17 November 2012

Who's Afraid of the End Times?


HOMILY
33rd Sunday in Ordinary Time - 18 November 2012

Readings: Dn 12:1-3; Ps 16:5,8,9-10,11; Heb 10:11-14,18; Mk 13:24-32


The readings this Sunday talk about the end times. In fact, the readings of the second to the last Sunday in the liturgical calendar and the First Sunday of Advent (the first Sunday in the calendar) both have eschatological themes. In between them is Christ the King Sunday. Christ is indeed the Alpha and Omega. But let's reserve the reflection on the significance of these dates next Sunday.

Around a few years ago, a supposed prophecy from the ancient Mayan calendar was all the rage. It allegedly predicted the end of days by 23 December 2012. Hollywood even came up with a movie  in 2009 to cash in on this very premise. Present-generation Mayans had to come forward to debunk the end-of-the-world-myth surrounding their calendar, which they say refer to the end of a lengthy era, not of the world.

The end of days has captured the imagination of many Christians through the centuries, especially those who choose to interpret the Bible in mostly literal sense. A slew of vocabularies were built up around this imagination: rapture, Armageddon, anti-Christ, millennialism, etc.

Consistently though this has never been part of the Catholic imagination.

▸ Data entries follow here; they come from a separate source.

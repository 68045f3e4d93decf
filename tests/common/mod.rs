//! Shared fixtures: a scripted stand-in for GNU Global's `global`.
#![allow(dead_code)]

use std::fs;
use std::os::unix::fs::PermissionsExt;
use std::path::{Path, PathBuf};
use std::sync::{Mutex, MutexGuard, PoisonError};

use tempfile::TempDir;

/// Writing an executable while another test thread forks can make the
/// later exec fail with ETXTBSY, so tests that run fake tools hold this.
static SERIAL: Mutex<()> = Mutex::new(());

pub fn serial() -> MutexGuard<'static, ()> {
    SERIAL.lock().unwrap_or_else(PoisonError::into_inner)
}

/// Answers keyed on the whole argument vector; anything unknown prints
/// nothing and succeeds, like a lookup with no matches.  Terms that reach
/// the tool without `--` are read as options, as `global` itself would:
/// `-u` updates the database and `--help` prints usage.  File listing
/// filters with an extended regular expression, like `global -P`.
const HEALTHY: &str = r#"#!/bin/sh
FILES='@ROOT@/include/util.h
@ROOT@/src/main.c
@ROOT@/src/util.c
@ROOT@/src/abc
@ROOT@/src/a.c'
case "$*" in
  "--version") echo "global (GNU GLOBAL) 6.6.10" ;;
  "-p") echo "@ROOT@" ;;
  "-a -x -- main") printf 'main               10 @ROOT@/src/main.c int main(int argc, char **argv)\n' ;;
  "-a -r -x -- helper") printf 'helper              4 @ROOT@/src/main.c     helper();\nhelper             12 @ROOT@/src/util.c     return helper() + 1;\n' ;;
  "-a -x -- broken") echo "global: GTAGS is corrupted." >&2; exit 3 ;;
  "-c") printf 'helper\nmain\nmalloc\n' ;;
  "-c -- ma") printf 'main\nmalloc\n' ;;
  "-c -- slow") exec sleep 5 ;;
  "-a -P") printf '%s\n' "$FILES" ;;
  "-a -P -- "*) printf '%s\n' "$FILES" | grep -E -e "$4" || true ;;
  "-a -x -u") touch "@ROOT@/UPDATED"; echo "updated" ;;
  "-c --help") echo "usage: global [-adEFGilMnNqrstTvx] [-e] pattern" ;;
esac
"#;

const NO_DATABASE: &str = r#"#!/bin/sh
case "$1" in
  --version) echo "global (GNU GLOBAL) 6.6.10" ;;
  -p) echo "global: GTAGS not found." >&2; exit 3 ;;
esac
"#;

const NOT_GLOBAL: &str = r#"#!/bin/sh
echo "Exuberant Ctags 5.8"
"#;

/// A project directory with a `GTAGS` marker, a nested source directory,
/// a fake `global`, and an empty home directory for config isolation.
pub struct Fixture {
    _dir: TempDir,
    pub root: PathBuf,
    pub tool: PathBuf,
    pub home: PathBuf,
}

impl Fixture {
    pub fn new() -> Self {
        Self::with_script(HEALTHY, true)
    }

    /// `global -p` reports that no database exists.
    pub fn without_database() -> Self {
        Self::with_script(NO_DATABASE, false)
    }

    /// The executable answers `--version` like a different tool.
    pub fn with_wrong_tool() -> Self {
        Self::with_script(NOT_GLOBAL, true)
    }

    fn with_script(script: &str, marker: bool) -> Self {
        let dir = TempDir::new().unwrap();
        let base = fs::canonicalize(dir.path()).unwrap();
        let root = base.join("project");
        fs::create_dir_all(root.join("src")).unwrap();
        fs::create_dir_all(root.join("include")).unwrap();
        if marker {
            fs::write(root.join("GTAGS"), b"").unwrap();
        }
        let home = base.join("home");
        fs::create_dir_all(&home).unwrap();

        let tool = base.join("bin").join("global");
        fs::create_dir_all(tool.parent().unwrap()).unwrap();
        write_executable(&tool, &script.replace("@ROOT@", &root.display().to_string()));

        Self {
            _dir: dir,
            root,
            tool,
            home,
        }
    }

    pub fn root_str(&self) -> String {
        self.root.display().to_string()
    }
}

fn write_executable(path: &Path, contents: &str) {
    fs::write(path, contents).unwrap();
    let mut perms = fs::metadata(path).unwrap().permissions();
    perms.set_mode(0o755);
    fs::set_permissions(path, perms).unwrap();
}
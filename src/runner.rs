//! Subprocess invocation for the external tagging tool.
//!
//! Arguments are always passed as a discrete argument vector, never through
//! a shell, so a queried symbol is one opaque `argv` entry no matter what
//! characters it contains.
//!
//! A plain invocation blocks until the tool exits.  An invocation carrying a
//! timeout or a [`CancelToken`] is polled instead, and the child is killed as
//! soon as the deadline passes or the token is cancelled.

use std::io::Read;
use std::path::Path;
use std::process::{Child, Command, Stdio};
use std::sync::Arc;
use std::sync::atomic::{AtomicBool, Ordering};
use std::thread::{self, JoinHandle};
use std::time::{Duration, Instant};

use tracing::debug;

use crate::errors::InvocationError;

/// How often a bounded invocation checks on its child.
const POLL_INTERVAL: Duration = Duration::from_millis(10);

// ---------------------------------------------------------------------------
// Cancellation
// ---------------------------------------------------------------------------

/// Shared flag used to abandon an in-flight invocation.
#[derive(Debug, Clone, Default)]
pub struct CancelToken {
    cancelled: Arc<AtomicBool>,
}

impl CancelToken {
    pub fn new() -> Self {
        Self::default()
    }

    pub fn cancel(&self) {
        self.cancelled.store(true, Ordering::SeqCst);
    }

    pub fn is_cancelled(&self) -> bool {
        self.cancelled.load(Ordering::SeqCst)
    }

    /// Whether both handles control the same request.
    pub fn same_as(&self, other: &CancelToken) -> bool {
        Arc::ptr_eq(&self.cancelled, &other.cancelled)
    }
}

// ---------------------------------------------------------------------------
// Invocation
// ---------------------------------------------------------------------------

/// One run of the tool: program, argument vector, working directory and
/// optional bounds.
#[derive(Debug, Clone, Copy)]
pub struct Invocation<'a> {
    pub program: &'a Path,
    pub args: &'a [String],
    pub cwd: &'a Path,
    pub timeout: Option<Duration>,
    pub cancel: Option<&'a CancelToken>,
}

impl<'a> Invocation<'a> {
    pub fn new(program: &'a Path, args: &'a [String], cwd: &'a Path) -> Self {
        Self {
            program,
            args,
            cwd,
            timeout: None,
            cancel: None,
        }
    }

    pub fn timeout(mut self, timeout: Duration) -> Self {
        self.timeout = Some(timeout);
        self
    }

    pub fn cancel_with(mut self, token: &'a CancelToken) -> Self {
        self.cancel = Some(token);
        self
    }

    fn program_name(&self) -> String {
        self.program.display().to_string()
    }
}

/// Runs the tagging tool and returns its standard output.
///
/// Implementations must be stateless with respect to individual calls so a
/// single runner can serve concurrent queries.
pub trait Runner: Send + Sync {
    fn run(&self, invocation: &Invocation<'_>) -> Result<String, InvocationError>;
}

/// [`Runner`] backed by real subprocesses.
#[derive(Debug, Clone, Copy, Default)]
pub struct ProcessRunner;

impl Runner for ProcessRunner {
    fn run(&self, invocation: &Invocation<'_>) -> Result<String, InvocationError> {
        debug!(
            program = %invocation.program.display(),
            args = ?invocation.args,
            cwd = %invocation.cwd.display(),
            "invoking tool"
        );

        let mut cmd = Command::new(invocation.program);
        cmd.args(invocation.args)
            .current_dir(invocation.cwd)
            .stdin(Stdio::null());

        if invocation.timeout.is_none() && invocation.cancel.is_none() {
            let output = cmd.output().map_err(|source| InvocationError::Spawn {
                program: invocation.program_name(),
                source,
            })?;
            return finish(
                invocation,
                output.status.success(),
                output.status.code(),
                &output.stdout,
                &output.stderr,
            );
        }

        let child = cmd
            .stdout(Stdio::piped())
            .stderr(Stdio::piped())
            .spawn()
            .map_err(|source| InvocationError::Spawn {
                program: invocation.program_name(),
                source,
            })?;
        run_bounded(invocation, child)
    }
}

/// Poll `child` until it exits, the deadline passes or the token is
/// cancelled.  Both pipes are drained on helper threads so a chatty tool
/// cannot block on a full pipe while we wait.
fn run_bounded(invocation: &Invocation<'_>, mut child: Child) -> Result<String, InvocationError> {
    let stdout = child.stdout.take().map(drain);
    let stderr = child.stderr.take().map(drain);
    let deadline = invocation.timeout.map(|t| Instant::now() + t);

    let status = loop {
        match child.try_wait() {
            Ok(Some(status)) => break status,
            Ok(None) => {}
            Err(source) => {
                kill(&mut child);
                return Err(InvocationError::Spawn {
                    program: invocation.program_name(),
                    source,
                });
            }
        }

        if invocation.cancel.is_some_and(CancelToken::is_cancelled) {
            kill(&mut child);
            debug!(program = %invocation.program.display(), "invocation cancelled");
            return Err(InvocationError::Cancelled {
                program: invocation.program_name(),
            });
        }
        if let (Some(deadline), Some(timeout)) = (deadline, invocation.timeout)
            && Instant::now() >= deadline
        {
            kill(&mut child);
            debug!(program = %invocation.program.display(), ?timeout, "invocation timed out");
            return Err(InvocationError::TimedOut {
                program: invocation.program_name(),
                timeout,
            });
        }
        thread::sleep(POLL_INTERVAL);
    };

    let stdout = collect(stdout);
    let stderr = collect(stderr);
    finish(invocation, status.success(), status.code(), &stdout, &stderr)
}

fn drain<R: Read + Send + 'static>(mut pipe: R) -> JoinHandle<Vec<u8>> {
    thread::spawn(move || {
        let mut buf = Vec::new();
        // A read error just truncates what we report.
        let _ = pipe.read_to_end(&mut buf);
        buf
    })
}

fn collect(handle: Option<JoinHandle<Vec<u8>>>) -> Vec<u8> {
    handle.and_then(|h| h.join().ok()).unwrap_or_default()
}

fn kill(child: &mut Child) {
    let _ = child.kill();
    let _ = child.wait();
}

fn finish(
    invocation: &Invocation<'_>,
    success: bool,
    code: Option<i32>,
    stdout: &[u8],
    stderr: &[u8],
) -> Result<String, InvocationError> {
    if !success {
        return Err(InvocationError::Exit {
            program: invocation.program_name(),
            status: code,
            stderr: String::from_utf8_lossy(stderr).into_owned(),
        });
    }
    Ok(String::from_utf8_lossy(stdout).into_owned())
}
//! Tag-database root discovery.
//!
//! Walks upward from a starting directory until a directory containing the
//! marker file (`GTAGS` by default) is found.  The nearest match wins.

use std::fs;
use std::path::{Path, PathBuf};

/// Marker file written by `gtags` at the root of a tag database.
pub const DEFAULT_MARKER: &str = "GTAGS";

/// Find the nearest ancestor of `start` (including `start` itself) that
/// contains `marker`.
///
/// Returns `None` once the filesystem root has been checked without a hit.
/// Only existence checks are performed; the marker's content is never read.
pub fn find_tag_root(start: &Path, marker: &str) -> Option<PathBuf> {
    let mut current = start.to_path_buf();
    // Canonicalize so `..` components and symlinks cannot make the walk
    // revisit a directory, but tolerate failure (e.g. a dangling path).
    if let Ok(canon) = fs::canonicalize(&current) {
        current = canon;
    }
    loop {
        if current.join(marker).is_file() {
            return Some(current);
        }
        let parent = match current.parent() {
            Some(p) if p != current => p.to_path_buf(),
            _ => return None,
        };
        current = parent;
    }
}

The Church fathers, among them Clement of Alexandria, Origen, Pseudo-Dionysius and especially, St. Augustine, rejected a literal reading of the various apocalyptic literature in the Bible. They affirmed what Jesus in the Gospel this Sunday says: "But of that day or hour, no one knows, neither the angels in heaven, nor the Son, but only the Father" (Mk 13,32).

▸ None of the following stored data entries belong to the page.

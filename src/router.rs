use std::io::{self, Write};
use std::path::{Path, PathBuf};
use std::sync::Arc;

use anyhow::Context;
use tracing::debug;

use codejumper::color;
use codejumper::completion::Completer;
use codejumper::config::Config;
use codejumper::engine::{EngineOptions, TagEngine};
use codejumper::errors::JumperError;
use codejumper::include;
use codejumper::locator::{self, DEFAULT_MARKER};
use codejumper::output::{FileEntry, Formatter, StatusOutput, SymbolEntry};
use codejumper::types::{QueryKind, TagLocation};

use crate::cli::{Cli, Command};

/// Where to run the tool from, and the settings that apply there.
struct Workspace {
    start: PathBuf,
    working_root: PathBuf,
    located_root: Option<PathBuf>,
    config: Config,
}

impl Workspace {
    /// Find the tag root from the start directory and load the layered
    /// config, then apply command-line overrides.
    fn discover(cli: &Cli) -> Result<Self, JumperError> {
        let start = match &cli.dir {
            Some(dir) => dir.clone(),
            None => std::env::current_dir()?,
        };
        // The marker name itself is configurable, so locate once with the
        // default to find the project config, then again with the result.
        let project = locator::find_tag_root(&start, DEFAULT_MARKER);
        let mut config = Config::load(project.as_deref()).context("failed to load config")?;
        if let Some(path) = &cli.global_path {
            config.tool.path = Some(path.clone());
        }
        if let Some(mode) = &cli.color {
            mode.parse::<color::ColorMode>().map_err(JumperError::Usage)?;
            config.output.color = mode.clone();
        }
        if cli.no_completion {
            config.completion.enabled = false;
        }

        let located_root = if config.tool.marker_file == DEFAULT_MARKER {
            project
        } else {
            locator::find_tag_root(&start, &config.tool.marker_file)
        };
        let working_root = located_root.clone().unwrap_or_else(|| start.clone());
        debug!(
            start = %start.display(),
            working_root = %working_root.display(),
            "resolved workspace"
        );
        Ok(Self {
            start,
            working_root,
            located_root,
            config,
        })
    }

    fn engine_options(&self) -> EngineOptions {
        EngineOptions::from(&self.config.tool)
    }

    fn open_engine(&self) -> Result<TagEngine, JumperError> {
        Ok(TagEngine::open(&self.working_root, self.engine_options())?)
    }
}

pub fn dispatch(cli: Cli) -> Result<(), JumperError> {
    let workspace = Workspace::discover(&cli)?;
    let json = cli.json || workspace.config.output.default_format == "json";
    let use_color = !json && color::resolve_color(workspace.config.output.color_mode()?);
    let stdout = io::stdout();
    let mut fmt = Formatter::new(stdout.lock(), json, use_color);

    match cli.command {
        Command::Def(args) => {
            let engine = workspace.open_engine()?;
            let found = engine.find_definition(&args.symbol)?;
            print_locations(&mut fmt, &engine, QueryKind::Definition, &args.symbol, found, args.relative)?;
        }
        Command::Ref(args) => {
            let engine = workspace.open_engine()?;
            let found = engine.find_reference(&args.symbol)?;
            print_locations(&mut fmt, &engine, QueryKind::Reference, &args.symbol, found, args.relative)?;
        }
        Command::Symbols(args) => {
            let engine = workspace.open_engine()?;
            let found = engine.list_symbols(&args.prefix)?;
            print_symbols(&mut fmt, QueryKind::Symbols, &args.prefix, found)?;
        }
        Command::Files(args) => {
            let engine = workspace.open_engine()?;
            let found = engine.list_files(&args.keyword)?;
            print_files(&mut fmt, &engine, &args.keyword, found, args.relative)?;
        }
        Command::Complete(args) => {
            let engine = workspace.open_engine()?;
            let mut settings = workspace.config.completion.clone();
            if let Some(ms) = args.timeout_ms {
                settings.timeout_ms = ms;
            }
            let completer = Completer::new(Arc::new(engine), &settings);
            let found = completer.complete(&args.prefix)?;
            if completer.enabled() {
                print_symbols(&mut fmt, QueryKind::Completion, &args.prefix, found)?;
            }
        }
        Command::Include(args) => {
            let target = include::include_target(&args.line).ok_or_else(|| {
                JumperError::Usage(format!(
                    "no #include directive in `{}`; point at an #include line",
                    args.line.trim()
                ))
            })?;
            let engine = workspace.open_engine()?;
            let found = engine.list_files_matching(&include::header_pattern(target))?;
            print_files(&mut fmt, &engine, target, found, args.relative)?;
        }
        Command::Status => {
            let engine = TagEngine::validate(&workspace.working_root, workspace.engine_options());
            let located = workspace.located_root.as_deref().map(display);
            debug!(start = %workspace.start.display(), "status requested");
            fmt.format_status(&StatusOutput::from_state(engine.state(), located))?;
            if let Some(err) = &engine.state().init_error {
                return Err(err.clone().into());
            }
        }
    }
    Ok(())
}

fn display(path: &Path) -> String {
    path.display().to_string()
}

fn print_locations<W: Write>(
    fmt: &mut Formatter<W>,
    engine: &TagEngine,
    kind: QueryKind,
    term: &str,
    found: Option<Vec<TagLocation>>,
    relative: bool,
) -> Result<(), JumperError> {
    let locations = found.ok_or_else(|| no_results(kind, term))?;
    for loc in &locations {
        let shown = if relative {
            engine.relative_path(&loc.file_path)
        } else {
            &loc.file_path
        };
        fmt.format_location(loc, shown)?;
    }
    Ok(())
}

fn print_symbols<W: Write>(
    fmt: &mut Formatter<W>,
    kind: QueryKind,
    term: &str,
    found: Option<Vec<String>>,
) -> Result<(), JumperError> {
    let names = found.ok_or_else(|| no_results(kind, term))?;
    for name in names {
        fmt.format_symbol(&SymbolEntry { name })?;
    }
    Ok(())
}

fn print_files<W: Write>(
    fmt: &mut Formatter<W>,
    engine: &TagEngine,
    term: &str,
    found: Option<Vec<String>>,
    relative: bool,
) -> Result<(), JumperError> {
    let paths = found.ok_or_else(|| no_results(QueryKind::Files, term))?;
    for path in &paths {
        let shown = if relative {
            engine.relative_path(path)
        } else {
            path.as_str()
        };
        fmt.format_file(&FileEntry {
            path: shown.to_string(),
        })?;
    }
    Ok(())
}

fn no_results(kind: QueryKind, term: &str) -> JumperError {
    JumperError::NoResults {
        kind,
        term: term.to_string(),
    }
}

What then is the proper understanding of the end times or the second coming of Christ?

1. We believe in the second coming of Christ as an article of faith.

In the Creed, which we will recite after this homily, we affirm our belief that Jesus Christ "will come again to judge the living and the dead". The longer Nicene Creed adds that "His Kingdom will have no end".

2. We look forward to it with hope.

It is supposed to be a good thing. In Daniel 12,3 in the First Reading, when the end of days happens "the wise shall shine brightly like the splendor of the firmament, and those who lead the many to justice shall be like the stars forever".

It is what we look forward to when we pray "Your Kingdom come" in the Our Father.

The Gospel this Sunday uses the imagery of the blossoming of the fig tree which ushers in summer, a time of growth, fruit-bearing, harvest and abundance. Elsewhere in the Gospels, Jesus likened it to the coming of the bridegroom which brings much rejoicing to those waiting for his coming.

It is a graced time when God will gather into the promised unity His creation separated by space and time, sin and death. It is a happy reunion of the human being's body and soul, of the entire human family and the rest of creation, and most of all, of humanity and God.

If this is what the end times is all about, why the gloom and doom? Perhaps, the fear and trembling that hounds many when thinking about the end times arise from the feeling of inadequacy and unreadiness at the prospect of facing God's judgment. Which brings us to the third point...

3. The most important time in the end of days is NOW. We need to fill it with love.

How we live our present determines how our future will be. There is this sage line from the movie Kung-Fu Panda: "Yesterday is history, tomorrow is a mystery, but today is a gift. That is why it is called the present."

One final story...

A lonely and miserly old man died and immediately found himself in the midst of hell. He then started to cry aloud to God unceasingly, pleading to be delivered from the torments of hell. God heard his cries and asked him what good he had done while still on earth. He tried to remember with great difficulty any good deed he had done, until finally he remembered: he once gave a string of onions to a beggar.

Surprisingly God said: "Alright, for that single act of kindness, you will get a chance to escape hell." He ordered His angels to make a cord out of the onion string and lower it to him.

As the angels lowered the cord, the man desperately grabbed it. Then the angels started to lift him up. When his companions saw what was happening, they rushed and held on to his feet. The more he tried to kick and untangle his feet from them, the more they held firmly, until finally the cord snapped, and they all plunged back to hell.

One of the angels told him: "Had you been more generous and well-disposed to share your blessing to others, the cord would have grown stronger. The more that you thought only of yourself, the more that the cord weakened." His habit of thinking only of himself caught up with him even in the next life.

There is more to now than just preceding the future. A saying goes: "Watch your thoughts, for they become words. Watch your words, for they become actions. Watch your actions, for they become habits. Watch your habits, for they become character. Watch your character, for it becomes your destiny.”

Still afraid of the end times? St. Paul advises in Galatians 6,9: "Let us not grow tired of doing good, for in due time we shall reap our harvest, if we do not give up".